# ICE mesh seat repair with SeamGrip (urethane glue) ?



## Bad Machine (17 Jan 2020)

Has anyone had experience of using the "McNett/GearAid SeamGrip seam sealer and outdoor repair adhesive" to repair frayed and broken threads on an ICE mesh seat ? My aim is to stop the frayed threads from unravelling any further.

Their description - " _...urethane rubber adhesive provides a clear,strong and flexible finish suitable for permanent waterpoof repairs to holes, tears or leaking seams in most types of camping or outdoor equipment_". 

I'm moving the old seat frame and fabric from an ICE Q (d.o.b. circa 06 to 09, so not the current "soft" mesh that ICE use now), to my Kettwiesel rebuild. I had read that others have successfully cleaned the mesh fabric by putting in the washing machine. I did the same last weekend, and can confirm it worked for me too - the seat mesh hasn't shrunk, or gone loose, and the wash has removed much dirt and grime.

Before washing, I noticed several frayed threads in the weave, so there was a risk the washing could make this worse. Thankfully not. The threads I want to bond together are now clean, and likely to stick better to each other with the right glue. I

I'll give this a try tomorrow - but it'd be interesting to hear if anyone else has had to repair their seat mesh, and how successful it was ?


----------



## alicat (17 Jan 2020)

Just a couple of other ideas - if it's not an area that you directly sit on or would rub, is it worth melting some threads together with a match? Or using some sugru?
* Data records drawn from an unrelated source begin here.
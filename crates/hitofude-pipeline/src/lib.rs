//! hitofude-pipeline: single-stroke path planning (sans-IO).
//!
//! Converts a binary skeleton mask into one ordered point sequence that
//! traces every stroke with minimal pen-up/pen-down repetition:
//! mask -> skeleton graph -> Eulerian traversal (or route inspection,
//! or depth-first fallback) -> simplification.
//!
//! This crate has **no I/O dependencies** -- it operates on in-memory
//! pixel data and returns structured results. File handling and format
//! serialization live in the `hitofude` CLI and `hitofude-export`.

pub mod binarize;
pub mod euler;
pub mod graph;
pub mod postman;
pub mod simplify;
pub mod skeleton;
pub mod traverse;
pub mod types;

pub use graph::SkeletonGraph;
pub use types::{
    Dimensions, GrayImage, Point, Polyline, TraceConfig, TraceDiagnostics, TraceError,
    TraceResult, Traversal,
};

/// Trace a binary skeleton mask (nonzero = foreground) into a single
/// continuous path.
///
/// # Traversal selection
///
/// 1. Build the skeleton graph (8-connectivity, Euclidean weights).
/// 2. If the graph is Eulerian or semi-Eulerian, extract the exact
///    single traversal (every edge exactly once).
/// 3. Otherwise run the route inspection approximation (every reachable
///    edge at least once, minimal retracing).
/// 4. Otherwise (no edges at all) fall back to a depth-first vertex
///    walk, which is non-empty whenever the mask has a foreground pixel.
/// 5. Simplify the raw point sequence with the configured tolerance.
///
/// Disconnected masks are not errors: the path covers the component
/// reachable from the chosen start and `diagnostics.edges_covered`
/// reports the shortfall.
///
/// # Errors
///
/// Returns [`TraceError::EmptyMask`] if the mask has no foreground
/// pixels.
pub fn trace_mask(mask: &GrayImage, config: &TraceConfig) -> Result<TraceResult, TraceError> {
    let dimensions = Dimensions {
        width: mask.width(),
        height: mask.height(),
    };

    let graph = SkeletonGraph::from_mask(mask);
    if graph.node_count() == 0 {
        return Err(TraceError::EmptyMask);
    }

    let (nodes, traversal, edges_covered) =
        if let Some((nodes, kind)) = euler::eulerian_path(&graph) {
            let covered = graph.edge_count();
            let traversal = match kind {
                euler::EulerianKind::Circuit => Traversal::EulerianCircuit,
                euler::EulerianKind::OpenPath => Traversal::EulerianPath,
            };
            (nodes, traversal, covered)
        } else if let Some(result) = postman::route_inspection(&graph) {
            (result.path, Traversal::RouteInspection, result.edges_covered)
        } else {
            // No edges anywhere: isolated pixels. Start vertex exists
            // because the graph is non-empty.
            let start = graph.start_vertex().ok_or(TraceError::EmptyMask)?;
            (traverse::depth_first_path(&graph, start), Traversal::DepthFirst, 0)
        };

    let raw = Polyline::new(nodes.iter().map(|&n| graph.point(n)).collect());
    let diagnostics = TraceDiagnostics {
        vertices: graph.node_count(),
        edges: graph.edge_count(),
        odd_vertices: graph.odd_vertices().len(),
        components: graph.component_count(),
        edges_covered,
        traversal,
        raw_points: raw.len(),
    };

    let path = simplify::simplify(&raw, config.simplify_tolerance);

    Ok(TraceResult {
        path,
        dimensions,
        diagnostics,
    })
}

/// Run the full pipeline from raw image bytes.
///
/// Decodes the image, thresholds it into an ink mask, optionally closes
/// one-pixel gaps, skeletonizes, and then calls [`trace_mask`].
///
/// # Errors
///
/// Returns [`TraceError::EmptyInput`] if `image_bytes` is empty,
/// [`TraceError::ImageDecode`] if the image cannot be decoded, and
/// [`TraceError::EmptyMask`] if thresholding leaves no foreground.
pub fn trace_image(image_bytes: &[u8], config: &TraceConfig) -> Result<TraceResult, TraceError> {
    let gray = binarize::decode_and_grayscale(image_bytes)?;
    let mask = binarize::threshold_mask(&gray, config.threshold, config.invert);

    if skeleton::count_foreground(&mask) == 0 {
        return Err(TraceError::EmptyMask);
    }

    let mask = if config.close_gaps {
        skeleton::close_gaps(&mask)
    } else {
        mask
    };
    let skeleton = skeleton::skeletonize(&mask);

    trace_mask(&skeleton, config)
}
Caveat, I haven't seen the mesh in question so it could be a crap idea.


----------



## voyager (17 Jan 2020)

Following the above ' seatbelt fraying can be stopped by that method or using a soldering iron brushed over the frayed bits.


----------



## 404 Not Found Anywhere (17 Jan 2020)

Just be quick with the soldering iron or you will find yourself melting more than you had bargained for. Don’t ask how I know.


----------



## Bad Machine (19 Jan 2020)

OK, here are some photos of where I have tried out the seam grip.
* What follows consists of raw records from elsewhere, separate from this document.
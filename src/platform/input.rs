//! Pointer input
//!
//! A press on an existing body explodes it. A press on empty space spawns a
//! randomized body and, while held, keeps spawning at the pointer after a
//! short delay. Release or cancel stops the repeat.

use glam::Vec2;
use rand::{Rng, SeedableRng};
use rand_pcg::Pcg32;

use super::repeat::{RepeatHandle, RepeatTimer};
use crate::mapper::{CoordinateMapper, SurfaceSize};
use crate::settings::{Settings, SpawnSettings};
use crate::sim::{Body, Simulation};

/// Seeded source of spawn parameters
#[derive(Debug, Clone)]
pub struct SpawnSampler {
    rng: Pcg32,
    ranges: SpawnSettings,
}

impl SpawnSampler {
    pub fn new(seed: u64, ranges: SpawnSettings) -> Self {
        Self {
            rng: Pcg32::seed_from_u64(seed),
            ranges,
        }
    }

    /// Random radius and velocity for a new body
    pub fn sample(&mut self) -> (f32, Vec2) {
        let r = &self.ranges;
        let radius = self.rng.random_range(r.radius_min..=r.radius_max);
        let vel = Vec2::new(
            self.rng.random_range(r.vx_min..=r.vx_max),
            self.rng.random_range(r.vy_min..=r.vy_max),
        );
        (radius, vel)
    }
}

/// What a pointer press did
#[derive(Debug, Clone, PartialEq)]
pub enum PointerAction {
    /// A body under the pointer was exploded and removed
    Exploded(Body),
    /// A new body was appended at this store index
    Spawned(usize),
    /// The spawn was rejected (only possible with bad spawn settings)
    Rejected,
}

/// A press that is still down
#[derive(Debug, Clone, Copy)]
struct Hold {
    repeat: RepeatHandle,
    /// Logical position of the pointer
    point: Vec2,
}

/// Translates pointer events into simulation calls
#[derive(Debug, Clone)]
pub struct PointerController {
    mapper: CoordinateMapper,
    sampler: SpawnSampler,
    repeat: RepeatTimer,
    hold: Option<Hold>,
}

impl PointerController {
    pub fn new(settings: &Settings) -> Self {
        Self {
            mapper: CoordinateMapper::new(settings.arena_half_extent),
            sampler: SpawnSampler::new(settings.seed, settings.spawn),
            repeat: RepeatTimer::new(settings.spawn.hold_delay, settings.spawn.hold_interval),
            hold: None,
        }
    }

    pub fn mapper(&self) -> &CoordinateMapper {
        &self.mapper
    }

    pub fn is_holding(&self) -> bool {
        self.hold.is_some_and(|hold| self.repeat.active_handle() == Some(hold.repeat))
    }

    /// Pointer went down at surface position `px`
    pub fn press(
        &mut self,
        sim: &mut Simulation,
        surface: &impl SurfaceSize,
        px: Vec2,
    ) -> PointerAction {
        let point = self.mapper.from_surface(surface, px);

        if let Some(body) = sim.explode_at(point) {
            self.release();
            return PointerAction::Exploded(body);
        }

        match self.spawn_at(sim, point) {
            Some(index) => {
                let repeat = self.repeat.start();
                self.hold = Some(Hold { repeat, point });
                PointerAction::Spawned(index)
            }
            None => PointerAction::Rejected,
        }
    }

    /// Pointer moved; repeats follow it while held
    pub fn move_to(&mut self, surface: &impl SurfaceSize, px: Vec2) {
        if let Some(hold) = self.hold.as_mut() {
            hold.point = self.mapper.from_surface(surface, px);
        }
    }

    /// Pointer went up. Does nothing when no press is held.
    pub fn release(&mut self) {
        if let Some(hold) = self.hold.take() {
            self.repeat.cancel_handle(hold.repeat);
        }
    }

    /// Pointer left the surface or the gesture was interrupted
    pub fn cancel(&mut self) {
        self.release();
    }

    /// Advance the hold timer and spawn any repeats that came due.
    ///
    /// Returns the number of bodies spawned.
    pub fn update(&mut self, sim: &mut Simulation, elapsed: f32) -> usize {
        let Some(Hold { point, .. }) = self.hold else {
            return 0;
        };
        let fires = self.repeat.advance(elapsed);
        (0..fires)
            .filter_map(|_| self.spawn_at(sim, point))
            .count()
    }

    fn spawn_at(&mut self, sim: &mut Simulation, point: Vec2) -> Option<usize> {
        let (radius, vel) = self.sampler.sample();
        sim.spawn(point, radius, vel).ok()?;
        Some(sim.bodies.len() - 1)
    }
}

#[cfg(test)]
mod tests {
    use super::*;
    use crate::mapper::Viewport;

    fn setup() -> (PointerController, Simulation, Viewport) {
        let settings = Settings::default();
        (
            PointerController::new(&settings),
            Simulation::new(&settings).unwrap(),
            Viewport::default(),
        )
    }

    #[test]
    fn test_sampler_respects_ranges() {
        let mut sampler = SpawnSampler::new(3, SpawnSettings::default());
        for _ in 0..500 {
            let (r, v) = sampler.sample();
            assert!((4.0..=15.0).contains(&r));
            assert!((-50.0..=50.0).contains(&v.x));
            assert!((-20.0..=40.0).contains(&v.y));
        }
    }

    #[test]
    fn test_sampler_is_seeded() {
        let mut a = SpawnSampler::new(99, SpawnSettings::default());
        let mut b = SpawnSampler::new(99, SpawnSettings::default());
        for _ in 0..10 {
            assert_eq!(a.sample(), b.sample());
        }
    }

    #[test]
    fn test_press_on_empty_spawns_at_pointer() {
        let (mut input, mut sim, vp) = setup();
        let action = input.press(&mut sim, &vp, Vec2::new(400.0, 300.0));

        assert_eq!(action, PointerAction::Spawned(0));
        let body = sim.bodies.get(0).unwrap();
        assert!(body.pos.length() < 1e-4);
        assert!(input.is_holding());
    }

    #[test]
    fn test_press_on_body_explodes() {
        let (mut input, mut sim, vp) = setup();
        sim.spawn(Vec2::new(50.0, 50.0), 10.0, Vec2::ZERO).unwrap();
        sim.spawn(Vec2::new(60.0, 50.0), 5.0, Vec2::ZERO).unwrap();

        // (50, 50) logical -> (600, 150) surface
        let action = input.press(&mut sim, &vp, Vec2::new(600.0, 150.0));
        match action {
            PointerAction::Exploded(body) => assert_eq!(body.pos, Vec2::new(50.0, 50.0)),
            other => panic!("expected explosion, got {other:?}"),
        }
        assert_eq!(sim.bodies.len(), 1);
        assert!(sim.bodies.get(0).unwrap().vel.x > 0.0);
        assert!(!input.is_holding());
    }

    #[test]
    fn test_hold_repeats_until_release() {
        let (mut input, mut sim, vp) = setup();
        input.press(&mut sim, &vp, Vec2::new(200.0, 200.0));
        assert_eq!(sim.bodies.len(), 1);

        assert_eq!(input.update(&mut sim, 0.25), 0);
        assert_eq!(input.update(&mut sim, 0.2), 1);
        assert_eq!(input.update(&mut sim, 0.3), 3);
        assert_eq!(sim.bodies.len(), 5);

        input.release();
        assert_eq!(input.update(&mut sim, 1.0), 0);
        input.release();
        assert_eq!(sim.bodies.len(), 5);
    }

    #[test]
    fn test_repeats_follow_pointer() {
        let (mut input, mut sim, vp) = setup();
        input.press(&mut sim, &vp, Vec2::new(400.0, 300.0));
        input.move_to(&vp, Vec2::new(600.0, 150.0));
        input.update(&mut sim, 0.45);

        let last = sim.bodies.get(sim.bodies.len() - 1).unwrap();
        assert!((last.pos - Vec2::new(50.0, 50.0)).length() < 1e-3);
    }

    #[test]
    fn test_release_cancels_own_repeat_only() {
        let (mut input, mut sim, vp) = setup();
        input.press(&mut sim, &vp, Vec2::new(200.0, 200.0));
        let first = input.repeat.active_handle().unwrap();
        input.release();
        assert_eq!(input.repeat.active_handle(), None);

        input.press(&mut sim, &vp, Vec2::new(600.0, 400.0));
        let second = input.repeat.active_handle().unwrap();
        assert_ne!(first, second);
        // A stale token from the earlier press leaves this hold running
        assert!(!input.repeat.cancel_handle(first));
        assert!(input.is_holding());
        input.cancel();
        input.cancel();
        assert!(!input.is_holding());
        assert_eq!(input.update(&mut sim, 1.0), 0);
    }

    #[test]
    fn test_move_without_hold_is_ignored() {
        let (mut input, mut sim, vp) = setup();
        input.move_to(&vp, Vec2::new(10.0, 10.0));
        assert_eq!(input.update(&mut sim, 5.0), 0);
        assert!(sim.bodies.is_empty());
    }
}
Before and after on the ICE seat. Edges (fabric frayed, lots of fluffy fibres)













and mesh strands (broken and loose).












I also tried it on the edges of nylon fabric (close mesh, plastic backed) cut out of the base of a rack bag (the cut out lets me slip the bag over an HL-type ebike battery, fitted to the rear rack of a 2 wheeler. The aim here was to stop the fabric from ripping further at the cut lines (it's not a "rip stop" material, and once cut, I found it tore relatively easily).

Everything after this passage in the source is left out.